After a short period of uncertainty, on yesterday’s Mothering Sunday in the UK, that soon turned into controversy, and then a press frenzy, Kate Middleton, the Princess of Wales, the future Queen Consort next to the future King William, had to apologise today for “..for any confusion the family photograph we shared yesterday caused.” Kate owned up to being the perpetrator of the heinous crime of, well, not editing her family photos very well: “Like many amateur photographers, I do occasionally experiment with editing.”
The seemingly innocuous and rather pleasant family snap of Kate and her three children, taken, we are told, by William, was distributed by the Royal Family’s official media relations office at Kensington Palace. It was accepted by a number of photo press agencies, including Reuters, AP, and Getty, and duly distributed.
But a catalogue, or should that be ‘montage’, of errors, led to a ridiculous media circus performance, with the photo being issued with a so-called ‘kill order’, or basically being withdrawn from distribution. This ‘closing the stable door after the horse had bolted’ episode was after the realisation that the photo was an in-expertly pieced-together cut-and-shut Photoshop job.

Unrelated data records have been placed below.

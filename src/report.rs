//! Daily report prompts and the section skeleton used to keep output well-formed.

use crate::logging::{log_debug, log_warn};
use anyhow::Context;
use serde::{Deserialize, Serialize};
use std::fmt;
use std::path::Path;

/// System prompt sent when `REPORT_SYSTEM_PROMPT` is not set.
pub const DEFAULT_SYSTEM_PROMPT: &str = r#"You are a rigorous technical writing assistant.
Turn rough notes into ONE structured daily report in Markdown.

Output requirements:
1) Use this exact section order:
   - ## What I Did Today
   - ## Problems / Blockers
   - ## Root Cause
   - ## Attempts & Fixes
   - ## Key Learnings
   - ## Metrics
   - ## Next Steps (Tomorrow)
2) Keep it concise and factual.
3) If information is missing, write "N/A" for that bullet.
4) Keep language in the same language as input notes when possible.
5) Return only final answer. Do not include reasoning or thinking process.
"#;

/// Section headers a report must contain verbatim, in order.
pub const REQUIRED_SECTIONS: [&str; 7] = [
    "## What I Did Today",
    "## Problems / Blockers",
    "## Root Cause",
    "## Attempts & Fixes",
    "## Key Learnings",
    "## Metrics",
    "## Next Steps (Tomorrow)",
];

/// Where the raw notes came from.
#[derive(
    Debug, Clone, Copy, Default, PartialEq, Eq, Serialize, Deserialize, clap::ValueEnum,
)]
#[serde(rename_all = "lowercase")]
pub enum SourceType {
    #[default]
    Manual,
    Commit,
    Issue,
}

impl fmt::Display for SourceType {
    fn fmt(&self, f: &mut fmt::Formatter<'_>) -> fmt::Result {
        match self {
            SourceType::Manual => write!(f, "manual"),
            SourceType::Commit => write!(f, "commit"),
            SourceType::Issue => write!(f, "issue"),
        }
    }
}

/// Format the user prompt for one day's notes.
pub fn build_user_prompt(
    raw_notes: &str,
    source_type: SourceType,
    source_id: &str,
    date: &str,
) -> String {
    format!(
        "Date: {date}\n\
         Source: {source_type}:{source_id}\n\
         \n\
         Raw notes:\n\
         {raw_notes}\n\
         \n\
         Please generate a structured daily report in Markdown.\n\
         Add a title line at top: '# Daily Report - {date}'.\n\
         Use the required section order exactly.\n\
         Use bullet lists in each section.\n"
    )
}

/// Return `text` unchanged if it has every required section; otherwise wrap it,
/// verbatim, under a skeleton with every section filled with `N/A`.
pub fn ensure_minimum_sections(text: &str, date: &str) -> String {
    let missing: Vec<&str> = REQUIRED_SECTIONS
        .iter()
        .copied()
        .filter(|section| !text.contains(section))
        .collect();

    if missing.is_empty() {
        return text.to_string();
    }

    log_warn!(
        missing_sections = missing.len(),
        "Model output lacks required sections, wrapping it in the standard skeleton"
    );

    format!(
        "# Daily Report - {date}\n\
         \n\
         ## What I Did Today\n\
         - N/A\n\
         \n\
         ## Problems / Blockers\n\
         - N/A\n\
         \n\
         ## Root Cause\n\
         - N/A\n\
         \n\
         ## Attempts & Fixes\n\
         - N/A\n\
         \n\
         ## Key Learnings\n\
         - N/A\n\
         \n\
         ## Metrics\n\
         - N/A\n\
         \n\
         ## Next Steps (Tomorrow)\n\
         - [ ] N/A\n\
         \n\
         ---\n\
         \n\
         ### Raw Model Output\n\
         {text}\n"
    )
}

/// Write `text` to `path`, creating parent directories and ending the file
/// with a newline.
pub fn write_report(path: &Path, text: &str) -> anyhow::Result<()> {
    if let Some(parent) = path.parent().filter(|p| !p.as_os_str().is_empty()) {
        std::fs::create_dir_all(parent)
            .with_context(|| format!("Failed to create directory {}", parent.display()))?;
    }

    let mut contents = text.to_string();
    if !contents.ends_with('\n') {
        contents.push('\n');
    }

    std::fs::write(path, &contents)
        .with_context(|| format!("Failed to write report {}", path.display()))?;

    log_debug!(path = %path.display(), bytes = contents.len(), "Report written");
    Ok(())
}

In turn, this led to hyperactive speculation about Kate’s health after major surgery at the beginning of the year, subsequent lack of public appearances, and the potential motives for trying to deceive everyone with a Photoshop job.

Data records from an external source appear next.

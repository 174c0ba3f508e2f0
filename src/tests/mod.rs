// Test modules for cloud-report crate
//
// Test organization follows the template pattern where each source file
// has a corresponding test file that focuses on business logic verification.

// Test helper utilities
pub mod helpers;

pub mod config;
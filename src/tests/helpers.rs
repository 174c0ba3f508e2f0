//! Test helper utilities shared across unit test modules.
//!
//! IMPORTANT: These helpers are test-only and should NEVER be used in production code.

#![allow(dead_code)]

use crate::config::ReportConfig;
use std::collections::HashMap;

/// A complete configuration pointing at `api_url`.
pub fn create_test_config(api_url: &str) -> ReportConfig {
    let mut config = ReportConfig::new(api_url);
    config.api_key = Some("test-key".to_string());
    config.api_model = Some("demo".to_string());
    config
}

/// Lookup function backed by a fixed set of variables.
pub fn env_lookup(vars: &[(&str, &str)]) -> impl Fn(&str) -> Option<String> {
    let vars: HashMap<String, String> = vars
        .iter()
        .map(|(k, v)| (k.to_string(), v.to_string()))
        .collect();
    move |name: &str| vars.get(name).cloned()
}

/// A report body that contains every required section.
pub fn complete_report(date: &str) -> String {
    format!(
        "# Daily Report - {date}\n\n## What I Did Today\n- x\n## Problems / Blockers\n- x\n\
         ## Root Cause\n- x\n## Attempts & Fixes\n- x\n## Key Learnings\n- x\n\
         ## Metrics\n- x\n## Next Steps (Tomorrow)\n- [ ] x"
    )
}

From the photography perspective, my own personal opinion is that the press people at Kensington Palace can’t escape blame, and neither can the photo desk editors at the independent press agencies, who accepted and distributed the image.

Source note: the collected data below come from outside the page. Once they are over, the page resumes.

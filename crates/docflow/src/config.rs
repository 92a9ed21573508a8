//! Store configuration.
//!
//! Loaded from a JSON file, from the environment, or both (environment
//! variables win). Every field has a default, so an empty object is a
//! valid config.

use std::path::{Path, PathBuf};

use serde::{Deserialize, Serialize};

use crate::db::default_database_path;
use crate::error::ConfigError;

pub const ENV_DATABASE_PATH: &str = "DOCFLOW_DATABASE_PATH";
pub const ENV_BUSY_TIMEOUT_MS: &str = "DOCFLOW_BUSY_TIMEOUT_MS";

#[derive(Debug, Clone, PartialEq, Serialize, Deserialize)]
#[serde(default, rename_all = "camelCase", deny_unknown_fields)]
pub struct StoreConfig {
    pub database_path: PathBuf,
    /// How long a writer waits on a locked database before giving up.
    pub busy_timeout_ms: u64,
    /// Enable write-ahead logging for file databases.
    pub wal: bool,
    pub recorder: RecorderConfig,
}

impl Default for StoreConfig {
    fn default() -> Self {
        Self {
            database_path: default_database_path().unwrap_or_else(|| PathBuf::from("docflow.db")),
            busy_timeout_ms: 5_000,
            wal: true,
            recorder: RecorderConfig::default(),
        }
    }
}

/// Settings for the background performance sample writer.
#[derive(Debug, Clone, PartialEq, Serialize, Deserialize)]
#[serde(default, rename_all = "camelCase", deny_unknown_fields)]
pub struct RecorderConfig {
    /// Samples buffered before new ones are dropped.
    pub capacity: usize,
    /// Samples written per transaction.
    pub batch_size: usize,
    /// Longest time a buffered sample waits before being written.
    pub flush_interval_ms: u64,
}

impl Default for RecorderConfig {
    fn default() -> Self {
        Self {
            capacity: 10_000,
            batch_size: 256,
            flush_interval_ms: 500,
        }
    }
}

impl StoreConfig {
    /// Defaults overlaid with the process environment.
    pub fn from_env() -> Result<Self, ConfigError> {
        Self::default().with_env_overrides(|name| std::env::var(name).ok())
    }

    /// Applies `DOCFLOW_*` overrides resolved through `lookup`.
    pub fn with_env_overrides<F>(mut self, lookup: F) -> Result<Self, ConfigError>
    where
        F: Fn(&str) -> Option<String>,
    {
        if let Some(path) = lookup(ENV_DATABASE_PATH).filter(|p| !p.trim().is_empty()) {
            self.database_path = PathBuf::from(path);
        }
        if let Some(raw) = lookup(ENV_BUSY_TIMEOUT_MS) {
            self.busy_timeout_ms = raw.trim().parse().map_err(|e: std::num::ParseIntError| {
                ConfigError::InvalidEnv {
                    name: ENV_BUSY_TIMEOUT_MS,
                    value: raw.clone(),
                    reason: e.to_string(),
                }
            })?;
        }
        validate_config(&self)?;
        Ok(self)
    }
}

pub fn load_config<P: AsRef<Path>>(path: P) -> Result<StoreConfig, ConfigError> {
    let path = path.as_ref();
    let content = std::fs::read_to_string(path).map_err(|e| ConfigError::ReadFile {
        path: path.to_path_buf(),
        source: e,
    })?;

    load_config_from_str(&content)
}

pub fn load_config_from_str(content: &str) -> Result<StoreConfig, ConfigError> {
    let config: StoreConfig = serde_json::from_str(content)?;

    validate_config(&config)?;

    Ok(config)
}

fn validate_config(config: &StoreConfig) -> Result<(), ConfigError> {
    if config.database_path.as_os_str().is_empty() {
        return Err(ConfigError::Validation {
            message: "databasePath must not be empty".to_string(),
        });
    }

    let recorder = &config.recorder;
    if recorder.capacity == 0 {
        return Err(ConfigError::Validation {
            message: "recorder.capacity must be at least 1".to_string(),
        });
    }
    if recorder.batch_size == 0 || recorder.batch_size > recorder.capacity {
        return Err(ConfigError::Validation {
            message: format!(
                "recorder.batchSize must be between 1 and capacity ({}), got {}",
                recorder.capacity, recorder.batch_size
            ),
        });
    }
    if recorder.flush_interval_ms == 0 {
        return Err(ConfigError::Validation {
            message: "recorder.flushIntervalMs must be at least 1".to_string(),
        });
    }

    Ok(())
}

#[cfg(test)]
mod tests {
    use super::*;
    use std::collections::HashMap;

    #[test]
    fn test_empty_object_uses_defaults() {
        let config = load_config_from_str("{}").unwrap();
        assert_eq!(config, StoreConfig::default());
        assert!(config.wal);
        assert_eq!(config.busy_timeout_ms, 5_000);
    }

    #[test]
    fn test_load_partial_config() {
        let config = load_config_from_str(
            r#"{"databasePath": "/var/lib/docflow/store.db", "recorder": {"batchSize": 10}}"#,
        )
        .unwrap();
        assert_eq!(config.database_path, PathBuf::from("/var/lib/docflow/store.db"));
        assert_eq!(config.recorder.batch_size, 10);
        assert_eq!(config.recorder.capacity, 10_000);
    }

    #[test]
    fn test_unknown_field_rejected() {
        let err = load_config_from_str(r#"{"databaseUrl": "postgres://"}"#).unwrap_err();
        assert!(matches!(err, ConfigError::ParseJson(_)));
    }

    #[test]
    fn test_invalid_recorder_rejected() {
        let err = load_config_from_str(r#"{"recorder": {"capacity": 4, "batchSize": 8}}"#)
            .unwrap_err();
        assert!(matches!(err, ConfigError::Validation { .. }));
        assert!(load_config_from_str(r#"{"databasePath": ""}"#).is_err());
    }

    #[test]
    fn test_load_config_from_file() {
        let dir = tempfile::tempdir().unwrap();
        let path = dir.path().join("docflow.json");
        std::fs::write(&path, r#"{"busyTimeoutMs": 250, "wal": false}"#).unwrap();

        let config = load_config(&path).unwrap();
        assert_eq!(config.busy_timeout_ms, 250);
        assert!(!config.wal);

        let err = load_config(dir.path().join("missing.json")).unwrap_err();
        assert!(matches!(err, ConfigError::ReadFile { .. }));
    }

    #[test]
    fn test_env_overrides() {
        let vars: HashMap<&str, &str> = [
            (ENV_DATABASE_PATH, "/tmp/docflow-env.db"),
            (ENV_BUSY_TIMEOUT_MS, "1500"),
        ]
        .into_iter()
        .collect();

        let config = StoreConfig::default()
            .with_env_overrides(|name| vars.get(name).map(|v| v.to_string()))
            .unwrap();
        assert_eq!(config.database_path, PathBuf::from("/tmp/docflow-env.db"));
        assert_eq!(config.busy_timeout_ms, 1500);
    }

    #[test]
    fn test_env_override_invalid_number() {
        let err = StoreConfig::default()
            .with_env_overrides(|name| (name == ENV_BUSY_TIMEOUT_MS).then(|| "soon".to_string()))
            .unwrap_err();
        assert!(matches!(
            err,
            ConfigError::InvalidEnv {
                name: ENV_BUSY_TIMEOUT_MS,
                ..
            }
        ));
    }
}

Where was the quality control at the Palace? Why didn’t the press agencies, who have expert photo editors, not spot the suspicious attributes of the shot immediately, before rubber-stamping its distribution?
The whole event remains cloaked in a a lot of secrecy, which is how Royal advisers operate. No replacement image has been offered. We don’t know if someone in the Royal household simply saw the photo and said to Kate: “Oooh, nice photo, can we use this?” Apart from poor old Kate, nobody else has admitted any concurrent guilt.
My message to Kate is; for an amateur Photoshop job, it wasn’t actually that bad. Keep it up and don’t get put off by the silliness surrounding you!